750W is the wattage, what is the make and model of the unit?

Thanks for your reply. I wasn't too sure what the term 'silicon lottery' refers to exactly since I've never had the luxury of owning multiple chips before, but I guess it's more so for those who try to push a chip to the absolute limit of what it can do, right? So not that I may be left with a chip that is significantly worse for everyday use in programs and games?

My PSU is the Corsair CX750M. It's from a couple systems ago but it's still holding up alright; had it while running SLI 970s.
 
....
What do you guys think? How big are the disparities between different units of this processor?
Conventional overclocking itself is rarely worth it on Ryzen unless you're doing it for some sort of competition. Those who do it are usually content running multi-thread benches and ignoring that they've hurt single thread performance in the process.

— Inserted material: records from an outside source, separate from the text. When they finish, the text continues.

// Copyright 2023 Contributors to the Veraison project.
// SPDX-License-Identifier: Apache-2.0

use crate::store::{Policy, DEBUG_DISABLED, SIMULATED_HWMODEL, SIMULATED_ISSUER};
use crate::token::{is_valid_nonce, TokenPayload};

/// A claim that does not satisfy the appraisal policy.  Only the claim is
/// named: claim values stay out of error messages and logs.
#[derive(thiserror::Error, Debug, Clone, PartialEq, Eq)]
pub enum ClaimError {
    #[error("audience mismatch")]
    AudienceMismatch,
    #[error("token expired")]
    Expired,
    #[error("token issued in the future")]
    IssuedInFuture,
    #[error("token not yet valid")]
    NotYetValid,
    #[error("expected nonce not found in eat_nonce")]
    NonceMismatch,
    #[error("hardware model not accepted")]
    HardwareNotAccepted,
    #[error("simulated hardware not accepted")]
    SimulatedHardware,
    #[error("secure boot disabled")]
    SecureBootDisabled,
    #[error("debugging not disabled")]
    DebugEnabled,
    #[error("measurement {0} missing")]
    MeasurementMissing(String),
    #[error("measurement {0} does not match any accepted value")]
    MeasurementMismatch(String),
    #[error("issuer mismatch")]
    IssuerMismatch,
}

/// Appraise the claims of a token at time `at`.  Checks run in a fixed order
/// and the first failure is returned.
pub fn validate(
    payload: &TokenPayload,
    expected_audience: &str,
    expected_nonce: &str,
    policy: &Policy,
    at: u64,
) -> Result<(), ClaimError> {
    if payload.audience != expected_audience {
        return Err(ClaimError::AudienceMismatch);
    }

    let skew = policy.clock_skew_secs;

    if at >= payload.expires_at {
        return Err(ClaimError::Expired);
    }

    if payload.issued_at > at.saturating_add(skew) {
        return Err(ClaimError::IssuedInFuture);
    }

    if let Some(nbf) = payload.not_before {
        if nbf > at.saturating_add(skew) {
            return Err(ClaimError::NotYetValid);
        }
    }

    if !is_valid_nonce(expected_nonce) || !payload.has_nonce(expected_nonce) {
        return Err(ClaimError::NonceMismatch);
    }

    let simulated = payload.hardware_model == SIMULATED_HWMODEL;

    if simulated {
        if !policy.allow_simulated {
            return Err(ClaimError::SimulatedHardware);
        }
    } else if !policy.accepted_hardware.contains(&payload.hardware_model) {
        return Err(ClaimError::HardwareNotAccepted);
    }

    if policy.require_secure_boot && !payload.secure_boot {
        return Err(ClaimError::SecureBootDisabled);
    }

    if policy.require_debug_disabled && payload.debug_status.as_deref() != Some(DEBUG_DISABLED) {
        return Err(ClaimError::DebugEnabled);
    }

    check_measurements(payload, policy)?;

    let expected_issuer = match (simulated, &policy.issuer) {
        (true, _) => Some(SIMULATED_ISSUER),
        (false, Some(iss)) => Some(iss.as_str()),
        (false, None) => None,
    };

    if let Some(iss) = expected_issuer {
        if payload.issuer != iss {
            return Err(ClaimError::IssuerMismatch);
        }
    }

    Ok(())
}

fn check_measurements(payload: &TokenPayload, policy: &Policy) -> Result<(), ClaimError> {
    if policy.measurements.is_empty() {
        return Ok(());
    }

    let actual = payload.measurements();

    // sorted, so that the reported failure does not depend on hashing
    let mut names: Vec<&String> = policy.measurements.keys().collect();
    names.sort();

    for name in names {
        let accepted = policy.lookup_measurement(name).map(Vec::as_slice).unwrap_or(&[]);

        match actual.get(name.as_str()) {
            None => return Err(ClaimError::MeasurementMissing(name.clone())),
            Some(d) if !accepted.contains(d) => {
                return Err(ClaimError::MeasurementMismatch(name.clone()))
            }
            Some(_) => {}
        }
    }

    Ok(())
}
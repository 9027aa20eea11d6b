// Copyright 2023 Contributors to the Veraison project.
// SPDX-License-Identifier: Apache-2.0

use super::common::*;
use super::errors::Error;
use bitmask::*;
use serde::de::{Deserialize, MapAccess, Visitor};
use serde::ser::{Serialize, Serializer};
use serde_json::{Map, Value};
use std::collections::BTreeMap;

const ISSUER_LABEL: &str = "iss";
const AUDIENCE_LABEL: &str = "aud";
const ISSUED_AT_LABEL: &str = "iat";
const EXPIRES_AT_LABEL: &str = "exp";
const NOT_BEFORE_LABEL: &str = "nbf";
const NONCE_LABEL: &str = "eat_nonce";
const HWMODEL_LABEL: &str = "hwmodel";
const SECBOOT_LABEL: &str = "secboot";
const DBGSTAT_LABEL: &str = "dbgstat";
const SWNAME_LABEL: &str = "swname";
const SWVERSION_LABEL: &str = "swversion";
const SUBMODS_LABEL: &str = "submods";

const DIGEST_SUFFIX: &str = "digest";

bitmask! {
    #[derive(Debug)]
    mask ClaimsSet: u16 where flags Claims {
        Issuer     = 0x0001,
        Audience   = 0x0002,
        IssuedAt   = 0x0004,
        ExpiresAt  = 0x0008,
        NotBefore  = 0x0010,
        Nonce      = 0x0020,
        HwModel    = 0x0040,
        SecBoot    = 0x0080,
        DbgStat    = 0x0100,
        SwName     = 0x0200,
        SwVersion  = 0x0400,
        Submods    = 0x0800,
    }
}

/// The claims-set of a vTPM attestation token, using the Confidential Space
/// claim names.  Unknown claims are retained verbatim in `extensions`.
#[derive(Clone, Debug, PartialEq)]
pub struct TokenPayload {
    pub issuer: String,                  // iss, text
    pub audience: String,                // aud, text
    pub issued_at: u64,                  // iat, NumericDate
    pub expires_at: u64,                 // exp, NumericDate
    pub not_before: Option<u64>,         // nbf, NumericDate
    pub nonces: Vec<String>,             // eat_nonce, text / [+ text]
    pub hardware_model: String,          // hwmodel, text (e.g. "GCP_AMD_SEV")
    pub secure_boot: bool,               // secboot, bool
    pub debug_status: Option<String>,    // dbgstat, text
    pub software_name: Option<String>,   // swname, text
    pub software_version: Vec<String>,   // swversion, [* text]
    pub submods: BTreeMap<String, Map<String, Value>>, // submods, { * text => {} }
    pub extensions: BTreeMap<String, Value>,
}

impl TokenPayload {
    pub fn new(
        issuer: &str,
        audience: &str,
        issued_at: u64,
        expires_at: u64,
        nonce: &str,
        hardware_model: &str,
        secure_boot: bool,
    ) -> Self {
        Self {
            issuer: issuer.to_string(),
            audience: audience.to_string(),
            issued_at,
            expires_at,
            not_before: None,
            nonces: vec![nonce.to_string()],
            hardware_model: hardware_model.to_string(),
            secure_boot,
            debug_status: None,
            software_name: None,
            software_version: Vec::new(),
            submods: BTreeMap::new(),
            extensions: BTreeMap::new(),
        }
    }

    /// Decode a JSON encoded claims-set.  Duplicated keys are an error even
    /// though JSON parsers usually let the last one win.
    pub fn decode(buf: &[u8]) -> Result<TokenPayload, Error> {
        let entries: ClaimEntries =
            serde_json::from_slice(buf).map_err(|e| json_error("payload", &e))?;

        let mut d = PayloadDecoder::new();

        d.parse(entries.0)?;
        d.validate()?;

        Ok(d.p)
    }

    /// Software measurements, flattened out of `submods` as
    /// `"<submodule>.<claim>" => digest` for every claim whose name ends in
    /// "digest", e.g. "container.image_digest".
    pub fn measurements(&self) -> BTreeMap<String, String> {
        let mut m = BTreeMap::new();

        for (sub, claims) in self.submods.iter() {
            for (k, v) in claims.iter() {
                if let (true, Value::String(d)) = (k.ends_with(DIGEST_SUFFIX), v) {
                    m.insert(format!("{sub}.{k}"), d.clone());
                }
            }
        }

        m
    }

    pub fn has_nonce(&self, nonce: &str) -> bool {
        self.nonces.iter().any(|n| n == nonce)
    }

    /// Render the claims-set as a JSON object
    pub fn to_json(&self) -> Map<String, Value> {
        let mut m = Map::new();

        for (k, v) in self.extensions.iter() {
            m.insert(k.clone(), v.clone());
        }

        m.insert(ISSUER_LABEL.into(), Value::from(self.issuer.as_str()));
        m.insert(AUDIENCE_LABEL.into(), Value::from(self.audience.as_str()));
        m.insert(ISSUED_AT_LABEL.into(), Value::from(self.issued_at));
        m.insert(EXPIRES_AT_LABEL.into(), Value::from(self.expires_at));
        if let Some(nbf) = self.not_before {
            m.insert(NOT_BEFORE_LABEL.into(), Value::from(nbf));
        }
        let nonce = match self.nonces.as_slice() {
            [one] => Value::from(one.as_str()),
            many => Value::from(many.to_vec()),
        };
        m.insert(NONCE_LABEL.into(), nonce);
        m.insert(
            HWMODEL_LABEL.into(),
            Value::from(self.hardware_model.as_str()),
        );
        m.insert(SECBOOT_LABEL.into(), Value::from(self.secure_boot));
        if let Some(x) = &self.debug_status {
            m.insert(DBGSTAT_LABEL.into(), Value::from(x.as_str()));
        }
        if let Some(x) = &self.software_name {
            m.insert(SWNAME_LABEL.into(), Value::from(x.as_str()));
        }
        if !self.software_version.is_empty() {
            m.insert(
                SWVERSION_LABEL.into(),
                Value::from(self.software_version.clone()),
            );
        }
        if !self.submods.is_empty() {
            let s: Map<String, Value> = self
                .submods
                .iter()
                .map(|(k, v)| (k.clone(), Value::Object(v.clone())))
                .collect();
            m.insert(SUBMODS_LABEL.into(), Value::Object(s));
        }

        m
    }
}

impl Serialize for TokenPayload {
    fn serialize<S>(&self, serializer: S) -> Result<S::Ok, S::Error>
    where
        S: Serializer,
    {
        self.to_json().serialize(serializer)
    }
}

struct PayloadDecoder {
    p: TokenPayload,
    claims_set: ClaimsSet,
}

impl PayloadDecoder {
    fn new() -> Self {
        Self {
            p: TokenPayload::new("", "", 0, 0, "", "", false),
            claims_set: ClaimsSet::none(),
        }
    }

    fn parse(&mut self, contents: Vec<(String, Value)>) -> Result<(), Error> {
        self.p.nonces.clear();

        for (k, v) in contents.iter() {
            match k.as_str() {
                ISSUER_LABEL => self.set_issuer(v)?,
                AUDIENCE_LABEL => self.set_audience(v)?,
                ISSUED_AT_LABEL => self.set_issued_at(v)?,
                EXPIRES_AT_LABEL => self.set_expires_at(v)?,
                NOT_BEFORE_LABEL => self.set_not_before(v)?,
                NONCE_LABEL => self.set_nonce(v)?,
                HWMODEL_LABEL => self.set_hwmodel(v)?,
                SECBOOT_LABEL => self.set_secboot(v)?,
                DBGSTAT_LABEL => self.set_dbgstat(v)?,
                SWNAME_LABEL => self.set_swname(v)?,
                SWVERSION_LABEL => self.set_swversion(v)?,
                SUBMODS_LABEL => self.set_submods(v)?,
                other => self.set_extension(other, v)?,
            }
        }
        Ok(())
    }

    fn validate(&self) -> Result<(), Error> {
        let mandatory_claims = [
            (Claims::Issuer, ISSUER_LABEL),
            (Claims::Audience, AUDIENCE_LABEL),
            (Claims::IssuedAt, ISSUED_AT_LABEL),
            (Claims::ExpiresAt, EXPIRES_AT_LABEL),
            (Claims::Nonce, NONCE_LABEL),
            (Claims::HwModel, HWMODEL_LABEL),
            (Claims::SecBoot, SECBOOT_LABEL),
        ];

        for (c, n) in mandatory_claims.iter() {
            if !self.claims_set.contains(*c) {
                return Err(Error::MissingClaim(n.to_string()));
            }
        }

        if self.p.expires_at <= self.p.issued_at {
            return Err(Error::Sema(format!(
                "{EXPIRES_AT_LABEL} MUST be later than {ISSUED_AT_LABEL}"
            )));
        }

        Ok(())
    }

    fn claim(&mut self, c: Claims, n: &str) -> Result<(), Error> {
        if self.claims_set.contains(c) {
            return Err(Error::DuplicatedClaim(n.to_string()));
        }

        self.claims_set.set(c);

        Ok(())
    }

    fn set_issuer(&mut self, v: &Value) -> Result<(), Error> {
        self.claim(Claims::Issuer, ISSUER_LABEL)?;

        let x = to_tstr(v, ISSUER_LABEL)?;

        if x.is_empty() {
            return Err(Error::Sema(format!("{ISSUER_LABEL}: empty")));
        }

        self.p.issuer = x;

        Ok(())
    }

    fn set_audience(&mut self, v: &Value) -> Result<(), Error> {
        self.claim(Claims::Audience, AUDIENCE_LABEL)?;

        let x = to_tstr(v, AUDIENCE_LABEL)?;

        if x.is_empty() {
            return Err(Error::Sema(format!("{AUDIENCE_LABEL}: empty")));
        }

        self.p.audience = x;

        Ok(())
    }

    fn set_issued_at(&mut self, v: &Value) -> Result<(), Error> {
        self.claim(Claims::IssuedAt, ISSUED_AT_LABEL)?;

        self.p.issued_at = to_numeric_date(v, ISSUED_AT_LABEL)?;

        Ok(())
    }

    fn set_expires_at(&mut self, v: &Value) -> Result<(), Error> {
        self.claim(Claims::ExpiresAt, EXPIRES_AT_LABEL)?;

        self.p.expires_at = to_numeric_date(v, EXPIRES_AT_LABEL)?;

        Ok(())
    }

    fn set_not_before(&mut self, v: &Value) -> Result<(), Error> {
        self.claim(Claims::NotBefore, NOT_BEFORE_LABEL)?;

        self.p.not_before = Some(to_numeric_date(v, NOT_BEFORE_LABEL)?);

        Ok(())
    }

    fn set_nonce(&mut self, v: &Value) -> Result<(), Error> {
        self.claim(Claims::Nonce, NONCE_LABEL)?;

        let x = to_tstr_or_array(v, NONCE_LABEL)?;

        if x.iter().any(|n| n.is_empty()) {
            return Err(Error::Sema(format!("{NONCE_LABEL}: empty nonce")));
        }

        self.p.nonces = x;

        Ok(())
    }

    fn set_hwmodel(&mut self, v: &Value) -> Result<(), Error> {
        self.claim(Claims::HwModel, HWMODEL_LABEL)?;

        let x = to_tstr(v, HWMODEL_LABEL)?;

        if x.is_empty() {
            return Err(Error::Sema(format!("{HWMODEL_LABEL}: empty")));
        }

        self.p.hardware_model = x;

        Ok(())
    }

    fn set_secboot(&mut self, v: &Value) -> Result<(), Error> {
        self.claim(Claims::SecBoot, SECBOOT_LABEL)?;

        self.p.secure_boot = to_bool(v, SECBOOT_LABEL)?;

        Ok(())
    }

    fn set_dbgstat(&mut self, v: &Value) -> Result<(), Error> {
        self.claim(Claims::DbgStat, DBGSTAT_LABEL)?;

        self.p.debug_status = Some(to_tstr(v, DBGSTAT_LABEL)?);

        Ok(())
    }

    fn set_swname(&mut self, v: &Value) -> Result<(), Error> {
        self.claim(Claims::SwName, SWNAME_LABEL)?;

        self.p.software_name = Some(to_tstr(v, SWNAME_LABEL)?);

        Ok(())
    }

    fn set_swversion(&mut self, v: &Value) -> Result<(), Error> {
        self.claim(Claims::SwVersion, SWVERSION_LABEL)?;

        self.p.software_version = to_tstr_array(v, SWVERSION_LABEL)?;

        Ok(())
    }

    fn set_submods(&mut self, v: &Value) -> Result<(), Error> {
        self.claim(Claims::Submods, SUBMODS_LABEL)?;

        let x = v
            .as_object()
            .ok_or_else(|| Error::TypeMismatch(format!("{SUBMODS_LABEL} MUST be object")))?;

        for (name, sub) in x.iter() {
            let claims = sub.as_object().ok_or_else(|| {
                Error::TypeMismatch(format!("{SUBMODS_LABEL}.{name} MUST be object"))
            })?;

            for (k, d) in claims.iter() {
                if k.ends_with(DIGEST_SUFFIX) {
                    to_tstr(d, &format!("{SUBMODS_LABEL}.{name}.{k}"))?;
                }
            }

            self.p.submods.insert(name.clone(), claims.clone());
        }

        Ok(())
    }

    fn set_extension(&mut self, k: &str, v: &Value) -> Result<(), Error> {
        if self.p.extensions.insert(k.to_string(), v.clone()).is_some() {
            return Err(Error::DuplicatedClaim(k.to_string()));
        }

        Ok(())
    }
}

/// Top-level members of a JSON object in document order, duplicates included
struct ClaimEntries(Vec<(String, Value)>);

impl<'de> Deserialize<'de> for ClaimEntries {
    fn deserialize<D>(deserializer: D) -> Result<Self, D::Error>
    where
        D: serde::Deserializer<'de>,
    {
        deserializer.deserialize_map(ClaimEntriesVisitor {})
    }
}

struct ClaimEntriesVisitor;

impl<'de> Visitor<'de> for ClaimEntriesVisitor {
    type Value = ClaimEntries;

    fn expecting(&self, formatter: &mut std::fmt::Formatter) -> std::fmt::Result {
        formatter.write_str("a JSON object")
    }

    fn visit_map<A>(self, mut access: A) -> Result<Self::Value, A::Error>
    where
        A: MapAccess<'de>,
    {
        let mut v = Vec::with_capacity(access.size_hint().unwrap_or(16));

        while let Some((k, x)) = access.next_entry::<String, Value>()? {
            v.push((k, x));
        }

        Ok(ClaimEntries(v))
    }
}
// Copyright 2023 Contributors to the Veraison project.
// SPDX-License-Identifier: Apache-2.0

#[derive(thiserror::Error, Clone, PartialEq, Eq)]
pub enum Error {
    #[error("Syntax error: {0}")]
    Syntax(String),
    #[error("Semantic error: {0}")]
    Sema(String),
    #[error("Missing claim: {0}")]
    MissingClaim(String),
    #[error("Duplicated claim: {0}")]
    DuplicatedClaim(String),
    #[error("Claim type mismatch: {0}")]
    TypeMismatch(String),
    #[error("Encoding error: {0}")]
    Encoding(String),
}

impl std::fmt::Debug for Error {
    fn fmt(&self, f: &mut std::fmt::Formatter<'_>) -> std::fmt::Result {
        match self {
            Error::Syntax(e)
            | Error::Sema(e)
            | Error::MissingClaim(e)
            | Error::DuplicatedClaim(e)
            | Error::TypeMismatch(e)
            | Error::Encoding(e) => {
                write!(f, "{}", e)
            }
        }
    }
}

Leave the package sealed and sell as new...and include the original receipt so the buyer knows they have full warranty from AMD. With the money you get back buy a much better cooler as that will do as much...or more....than overclocking it.

"Silicon lottery" refers to the fact that some individual CPU's have more overclocking potential than others as a result of inevitable variability of the manufacturing process. The thing is, AMD has implemented a strict binning process that sorts all their 7nm CPU dies into a large number of end-products that range all the way from low-end 5600X CPU's to high-end server CPU's. That's a key feature of the chiplet manufacturing approach, but the result is there's not much of the "lottery" left by the time you get one.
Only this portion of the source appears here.